§ **Given entries**
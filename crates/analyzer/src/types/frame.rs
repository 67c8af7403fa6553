use chrono::{DateTime, Utc};
use serde::{Deserialize, Serialize};
use std::fmt;
use std::net::SocketAddr;

/// Monotonically increasing identifier of a captured frame
#[derive(Debug, Clone, Copy, PartialEq, Eq, PartialOrd, Ord, Hash, Serialize, Deserialize)]
pub struct FrameId(pub u64);

impl fmt::Display for FrameId {
    fn fmt(&self, f: &mut fmt::Formatter<'_>) -> fmt::Result {
        write!(f, "{}", self.0)
    }
}

/// Transport the message was captured on
#[derive(Debug, Clone, Copy, PartialEq, Eq, Hash, Serialize, Deserialize)]
#[serde(rename_all = "lowercase")]
pub enum Transport {
    Udp,
    Tcp,
    Sctp,
    Tls,
}

impl Transport {
    /// Stream transports may split or coalesce messages
    pub fn is_stream(&self) -> bool {
        matches!(self, Transport::Tcp | Transport::Tls)
    }
}

impl fmt::Display for Transport {
    fn fmt(&self, f: &mut fmt::Formatter<'_>) -> fmt::Result {
        let name = match self {
            Transport::Udp => "UDP",
            Transport::Tcp => "TCP",
            Transport::Sctp => "SCTP",
            Transport::Tls => "TLS",
        };
        f.write_str(name)
    }
}

/// Packet metadata supplied alongside the captured bytes
#[derive(Debug, Clone, PartialEq, Eq, Serialize, Deserialize)]
pub struct FrameInfo {
    pub id: FrameId,
    pub transport: Transport,
    pub source: SocketAddr,
    pub destination: SocketAddr,
    pub timestamp: DateTime<Utc>,
    /// The frame was already analysed in an earlier pass
    #[serde(default)]
    pub visited: bool,
    /// The message was found inside an error indication such as an ICMP payload
    #[serde(default)]
    pub in_error_packet: bool,
}

impl FrameInfo {
    pub fn new(
        id: u64,
        transport: Transport,
        source: SocketAddr,
        destination: SocketAddr,
        timestamp: DateTime<Utc>,
    ) -> Self {
        Self {
            id: FrameId(id),
            transport,
            source,
            destination,
            timestamp,
            visited: false,
            in_error_packet: false,
        }
    }

    /// Same frame, flagged as already visited
    pub fn revisited(&self) -> Self {
        Self {
            visited: true,
            ..self.clone()
        }
    }

    pub fn with_error_packet(mut self) -> Self {
        self.in_error_packet = true;
        self
    }
}

/// Identity of one SIP message inside a frame.
///
/// A TCP segment may carry several messages, each with its own memoised
/// correlation result.
#[derive(Debug, Clone, Copy, PartialEq, Eq, Hash, PartialOrd, Ord, Serialize, Deserialize)]
pub struct MessageRef {
    pub frame: FrameId,
    pub index: u16,
}

impl MessageRef {
    pub fn new(frame: FrameId, index: u16) -> Self {
        Self { frame, index }
    }
}
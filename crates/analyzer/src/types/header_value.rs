//! Structured header values
//!
//! Every value keeps the byte ranges it was read from, so callers can map a
//! parsed field back to the captured bytes. Numbers are decoded eagerly.

use super::method::Method;
use super::uri::UriOffsets;
use serde::{Deserialize, Serialize};
use std::ops::Range;

/// `CSeq: 4711 INVITE`
#[derive(Debug, Clone, PartialEq, Eq, Serialize, Deserialize)]
pub struct CSeqValue {
    pub number: u32,
    pub number_span: Range<usize>,
    pub method: Method,
    pub method_span: Range<usize>,
}

/// `RAck: 776656 1 INVITE`
#[derive(Debug, Clone, PartialEq, Eq, Serialize, Deserialize)]
pub struct RAckValue {
    pub response_num: u32,
    pub cseq_num: u32,
    pub method: Method,
}

/// To, From and identity headers
#[derive(Debug, Clone, PartialEq, Eq, Serialize, Deserialize)]
pub struct AddressValue {
    pub uri: UriOffsets,
    /// Value of the `tag` parameter
    pub tag: Option<Range<usize>>,
}

/// One contact-param of a Contact header
#[derive(Debug, Clone, PartialEq, Eq, Serialize, Deserialize)]
pub struct ContactEntry {
    pub uri: UriOffsets,
    /// Each `;`-separated contact parameter
    pub params: Vec<Range<usize>>,
    /// Decoded `expires` parameter
    pub expires: Option<u32>,
}

/// Contact header value
#[derive(Debug, Clone, Default, PartialEq, Eq, Serialize, Deserialize)]
pub struct ContactList {
    /// `Contact: *`
    pub star: bool,
    pub contacts: Vec<ContactEntry>,
}

impl ContactList {
    /// Contacts asking for removal of their binding
    pub fn expires_zero(&self) -> usize {
        self.contacts.iter().filter(|c| c.expires == Some(0)).count()
    }

    /// Contacts without an `expires` parameter
    pub fn expires_unknown(&self) -> usize {
        self.contacts.iter().filter(|c| c.expires.is_none()).count()
    }
}

/// Recognised Via parameters
#[derive(Debug, Clone, Copy, PartialEq, Eq, Hash, Serialize, Deserialize)]
#[serde(rename_all = "kebab-case")]
pub enum ViaParamName {
    Branch,
    Maddr,
    Rport,
    Received,
    Ttl,
    Comp,
    SigcompId,
}

impl ViaParamName {
    pub fn from_name(name: &str) -> Option<Self> {
        let param = match name.to_ascii_lowercase().as_str() {
            "branch" => ViaParamName::Branch,
            "maddr" => ViaParamName::Maddr,
            "rport" => ViaParamName::Rport,
            "received" => ViaParamName::Received,
            "ttl" => ViaParamName::Ttl,
            "comp" => ViaParamName::Comp,
            "sigcomp-id" => ViaParamName::SigcompId,
            _ => return None,
        };
        Some(param)
    }
}

/// A `;name[=value]` Via parameter
#[derive(Debug, Clone, PartialEq, Eq, Serialize, Deserialize)]
pub struct ViaParam {
    /// `None` for parameters kept as opaque text
    pub name: Option<ViaParamName>,
    /// From the character after `;` to the end of the value
    pub span: Range<usize>,
    pub value: Option<Range<usize>>,
}

/// One via-parm of a Via header
#[derive(Debug, Clone, Default, PartialEq, Eq, Serialize, Deserialize)]
pub struct ViaEntry {
    /// Transport tokens after `SIP/2.0/`
    pub transports: Vec<Range<usize>>,
    /// Sent-by host without IPv6 brackets
    pub sent_by: Option<Range<usize>>,
    pub sent_by_port: Option<u16>,
    pub params: Vec<ViaParam>,
}

impl ViaEntry {
    pub fn param(&self, name: ViaParamName) -> Option<&ViaParam> {
        self.params.iter().find(|p| p.name == Some(name))
    }
}

/// Recognised authentication parameters
#[derive(Debug, Clone, Copy, PartialEq, Eq, Hash, Serialize, Deserialize)]
#[serde(rename_all = "lowercase")]
pub enum AuthParamName {
    Response,
    Nc,
    Username,
    Realm,
    Nonce,
    Algorithm,
    Opaque,
    Qop,
    Cnonce,
    Uri,
    Domain,
    Stale,
    Auts,
    Rspauth,
    Nextnonce,
    Ik,
    Ck,
}

impl AuthParamName {
    const TABLE: [(&'static str, AuthParamName); 17] = [
        ("response", AuthParamName::Response),
        ("nc", AuthParamName::Nc),
        ("username", AuthParamName::Username),
        ("realm", AuthParamName::Realm),
        ("nonce", AuthParamName::Nonce),
        ("algorithm", AuthParamName::Algorithm),
        ("opaque", AuthParamName::Opaque),
        ("qop", AuthParamName::Qop),
        ("cnonce", AuthParamName::Cnonce),
        ("uri", AuthParamName::Uri),
        ("domain", AuthParamName::Domain),
        ("stale", AuthParamName::Stale),
        ("auts", AuthParamName::Auts),
        ("rspauth", AuthParamName::Rspauth),
        ("nextnonce", AuthParamName::Nextnonce),
        ("ik", AuthParamName::Ik),
        ("ck", AuthParamName::Ck),
    ];

    pub fn from_name(name: &str) -> Option<Self> {
        Self::TABLE
            .iter()
            .find(|(n, _)| n.eq_ignore_ascii_case(name))
            .map(|(_, p)| *p)
    }
}

/// A `name=value` authentication parameter
#[derive(Debug, Clone, PartialEq, Eq, Serialize, Deserialize)]
pub struct AuthParam {
    /// `None` for parameters kept as opaque text
    pub name: Option<AuthParamName>,
    pub name_span: Range<usize>,
    /// Raw value, quotes included
    pub value_span: Range<usize>,
}

/// Authorization, WWW-Authenticate, Proxy-* and Authentication-Info values
#[derive(Debug, Clone, Default, PartialEq, Eq, Serialize, Deserialize)]
pub struct AuthValue {
    /// Absent for Authentication-Info
    pub scheme: Option<Range<usize>>,
    pub params: Vec<AuthParam>,
}

impl AuthValue {
    pub fn param(&self, name: AuthParamName) -> Option<&AuthParam> {
        self.params.iter().find(|p| p.name == Some(name))
    }
}

/// Content-Type value
#[derive(Debug, Clone, PartialEq, Eq, Serialize, Deserialize)]
pub struct ContentTypeValue {
    /// Lowercased `type/subtype`
    pub media_type: String,
    pub parameters: Option<Range<usize>>,
}

/// Reason header value
#[derive(Debug, Clone, PartialEq, Eq, Serialize, Deserialize)]
pub struct ReasonValue {
    pub protocol: Range<usize>,
    /// Cause code, only decoded for `Q.850`
    pub cause: Option<u32>,
}

/// Recognised security mechanism parameters
#[derive(Debug, Clone, Copy, PartialEq, Eq, Hash, Serialize, Deserialize)]
#[serde(rename_all = "kebab-case")]
pub enum SecurityParamName {
    Alg,
    Ealg,
    Prot,
    SpiC,
    SpiS,
    Port1,
    PortC,
    Port2,
    PortS,
}

impl SecurityParamName {
    pub fn from_name(name: &str) -> Option<Self> {
        let param = match name.to_ascii_lowercase().as_str() {
            "alg" => SecurityParamName::Alg,
            "ealg" => SecurityParamName::Ealg,
            "prot" => SecurityParamName::Prot,
            "spi-c" => SecurityParamName::SpiC,
            "spi-s" => SecurityParamName::SpiS,
            "port1" => SecurityParamName::Port1,
            "port-c" => SecurityParamName::PortC,
            "port2" => SecurityParamName::Port2,
            "port-s" => SecurityParamName::PortS,
            _ => return None,
        };
        Some(param)
    }

    /// Parameters whose value must be a decimal number
    pub fn is_numeric(&self) -> bool {
        !matches!(
            self,
            SecurityParamName::Alg | SecurityParamName::Ealg | SecurityParamName::Prot
        )
    }
}

/// One `;name[=value]` security mechanism parameter
#[derive(Debug, Clone, PartialEq, Eq, Serialize, Deserialize)]
pub struct SecurityParam {
    pub name: Option<SecurityParamName>,
    pub span: Range<usize>,
    pub value: Option<Range<usize>>,
    /// Decoded value for numeric parameters
    pub number: Option<u32>,
}

/// One sec-mechanism of a Security-Client/Server/Verify header
#[derive(Debug, Clone, PartialEq, Eq, Serialize, Deserialize)]
pub struct SecurityMechanism {
    pub mechanism: Range<usize>,
    pub params: Vec<SecurityParam>,
}

impl SecurityMechanism {
    pub fn param(&self, name: SecurityParamName) -> Option<&SecurityParam> {
        self.params.iter().find(|p| p.name == Some(name))
    }
}

/// Session-ID header value
#[derive(Debug, Clone, PartialEq, Eq, Serialize, Deserialize)]
pub struct SessionIdValue {
    pub local: Range<usize>,
    /// Local and remote identifiers, both present only when both are 32 hex digits
    pub local_uuid: Option<u128>,
    pub remote_uuid: Option<u128>,
    /// Parameters not decoded as `remote`
    pub params: Vec<Range<usize>>,
}

/// P-Access-Network-Info value
#[derive(Debug, Clone, PartialEq, Eq, Serialize, Deserialize)]
pub struct AccessNetworkInfo {
    pub access_type: Range<usize>,
    pub utran_cell_id: Option<Range<usize>>,
    pub params: Vec<Range<usize>>,
}

/// Render a 128-bit identifier in GUID notation
pub fn format_guid(id: u128) -> String {
    let hex = format!("{:032x}", id);
    format!(
        "{}-{}-{}-{}-{}",
        &hex[0..8],
        &hex[8..12],
        &hex[12..16],
        &hex[16..20],
        &hex[20..32]
    )
}

#[cfg(test)]
mod tests {
    use super::*;

    #[test]
    fn test_param_tables_are_case_insensitive() {
        assert_eq!(AuthParamName::from_name("NONCE"), Some(AuthParamName::Nonce));
        assert_eq!(AuthParamName::from_name("x-foo"), None);
        assert_eq!(ViaParamName::from_name("Branch"), Some(ViaParamName::Branch));
        assert_eq!(ViaParamName::from_name("sigcomp-id"), Some(ViaParamName::SigcompId));
        assert_eq!(SecurityParamName::from_name("SPI-C"), Some(SecurityParamName::SpiC));
        assert!(SecurityParamName::SpiC.is_numeric());
        assert!(!SecurityParamName::Ealg.is_numeric());
    }

    #[test]
    fn test_format_guid() {
        let id = 0xab30317f1a784d1c9fa6c1b2e4d5f678u128;
        assert_eq!(format_guid(id), "ab30317f-1a78-4d1c-9fa6-c1b2e4d5f678");
    }
}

§ **Exercise**
Show each line of the material holding "Cnonce".

§ **Answer section**
    Cnonce,
        ("cnonce", AuthParamName::Cnonce),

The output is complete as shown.